On Tuesday, IBM X-Force researchers disclosed new research which has exposed the latest version of Dridex and its new abilities.
The latest version of the financial Trojan, version four, was discovered several weeks ago. IBM says the discovery of AtomBombing included in the malware is the first example of banking malware utilizing the sophisticated coding.
IBM says that the discovery is significant as it is likely other cybercriminals will adapt their own Trojan codes to become just as dangerous in the future, and banks must keep up with these evolving threats to ensure their customers are as safe as possible when using online systems.
Dridex is one of the most well-known Trojans to hit European financial institutions. The Trojan often infiltrates victim PCs through malicious macros embedded in Microsoft documents or through web injection attacks, and once a system is compromised, steals online banking credentials and financial data.
Dridex was first spotted in 2014 after spreading through a spam campaign in the United Kingdom.
AtomBombing, however, was first disclosed in October last year by security firm enSilo. Cyberattackers can take advantage of Window's underlying atom tables on all versions of the operating system by forcing legitimate programs to retrieve malicious code written into an atom table.

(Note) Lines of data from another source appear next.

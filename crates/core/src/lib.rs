//! Tea Shop Core - Shared domain types.
//!
//! This crate provides common types used across the tea shop components:
//! - `server` - JSON API for the catalog, purchases, auth, and manager tools
//! - `cli` - Command-line tools for migrations, seeding, and management
//!
//! # Architecture
//!
//! The core crate contains only types and pure functions - no I/O, no database
//! access, no HTTP. This keeps it lightweight and easy to test.
//!
//! # Modules
//!
//! - [`types`] - Typed IDs, prices, emails, roles/statuses, and drink customization

#![cfg_attr(not(test), forbid(unsafe_code))]

pub mod types;

pub use types::*;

The creators of Dridex have chosen to use only a part of this exploit. The malware copies a payload into a read-write (RW) memory space in the target process but uses a different method to write and execute the payload.
Rather than risk suspicious calls to Windows APIs, Dridex calls a virtual memory process to change the memory already written into the process.

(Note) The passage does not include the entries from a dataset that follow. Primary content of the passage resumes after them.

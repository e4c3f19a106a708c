//! Manager order triage.

use axum::{
    Json,
    extract::{Path, State},
};
use serde::Serialize;

use teashop_core::OrderId;

use crate::db::{OrderRepository, RepositoryError};
use crate::error::{AppError, Result};
use crate::middleware::RequireManager;
use crate::models::Order;
use crate::routes::{ApiResponse, NoBody};
use crate::state::AppState;

#[derive(Debug, Serialize)]
pub struct OrdersBody {
    pub orders: Vec<Order>,
}

#[derive(Debug, Serialize)]
pub struct CountBody {
    pub count: i64,
}

#[derive(Debug, Serialize)]
pub struct UpdatedBody {
    pub updated: u64,
}

/// GET /api/products/orders
///
/// # Errors
///
/// Returns `AppError::Database` if the query fails.
pub async fn index(
    State(state): State<AppState>,
    RequireManager(_): RequireManager,
) -> Result<Json<ApiResponse<OrdersBody>>> {
    let orders = OrderRepository::new(state.pool()).list_all().await?;
    Ok(ApiResponse::ok(OrdersBody { orders }))
}

/// GET /api/products/orders/unread-count
///
/// # Errors
///
/// Returns `AppError::Database` if the query fails.
pub async fn unread_count(
    State(state): State<AppState>,
    RequireManager(_): RequireManager,
) -> Result<Json<ApiResponse<CountBody>>> {
    let count = OrderRepository::new(state.pool()).unread_count().await?;
    Ok(ApiResponse::ok(CountBody { count }))
}

/// POST /api/products/orders/{id}/mark-read
///
/// # Errors
///
/// 404 if the order does not exist.
pub async fn mark_read(
    State(state): State<AppState>,
    RequireManager(_): RequireManager,
    Path(id): Path<OrderId>,
) -> Result<Json<ApiResponse<NoBody>>> {
    OrderRepository::new(state.pool())
        .mark_read(id)
        .await
        .map_err(|e| match e {
            RepositoryError::NotFound => AppError::NotFound("Order not found".to_owned()),
            other => other.into(),
        })?;

    Ok(ApiResponse::message("Order marked as read"))
}

/// POST /api/products/orders/mark-all-read
///
/// # Errors
///
/// Returns `AppError::Database` if the update fails.
pub async fn mark_all_read(
    State(state): State<AppState>,
    RequireManager(manager): RequireManager,
) -> Result<Json<ApiResponse<UpdatedBody>>> {
    let updated = OrderRepository::new(state.pool()).mark_all_read().await?;

    tracing::info!(manager_id = %manager.id, updated, "Marked all orders read");
    Ok(ApiResponse::with_message(
        "All orders marked as read",
        UpdatedBody { updated },
    ))
}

"It's a simple fix and a small compromise for the sake of the overall technique, designed to avoid making suspicious API calls, which are usually monitored by security software," IBM notes.
The researchers say that Dridex's developers have also improved the Trojan's configuration encryption and persistence mechanisms.

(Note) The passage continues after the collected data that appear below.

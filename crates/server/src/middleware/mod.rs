//! HTTP middleware stack for the shop API.
//!
//! # Middleware Order (bottom to top in Router)
//!
//! 1. Sentry layers (hub per request, HTTP transaction)
//! 2. `TraceLayer` (request tracing)
//! 3. Request ID (add unique ID to each request)
//! 4. CORS (permissive, the browser client may be served elsewhere)
//! 5. Rate limiting (governor, per route group)
//!
//! Authentication is done per handler through the extractors in [`auth`].

pub mod auth;
pub mod rate_limit;
pub mod request_id;

pub use auth::{AuthUser, RequireActiveUser, RequireAuth, RequireManager};
pub use rate_limit::{api_rate_limiter, auth_rate_limiter};
pub use request_id::request_id_middleware;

Dridex V.4 is already out and actively attacking UK banks through redirection schemes and the malware's hVNC RAT capabilities, which appear to have replaced the Trojan's web injection methods which were once the most common ways used to target potential victims.
"The release of a major version upgrade is a big deal for any software, and the same goes for malware," IBM says. "The significance of this upgrade is that Dridex continues to evolve in sophistication, investing in further efforts to evade security and enhance its capabilities to enable financial fraud."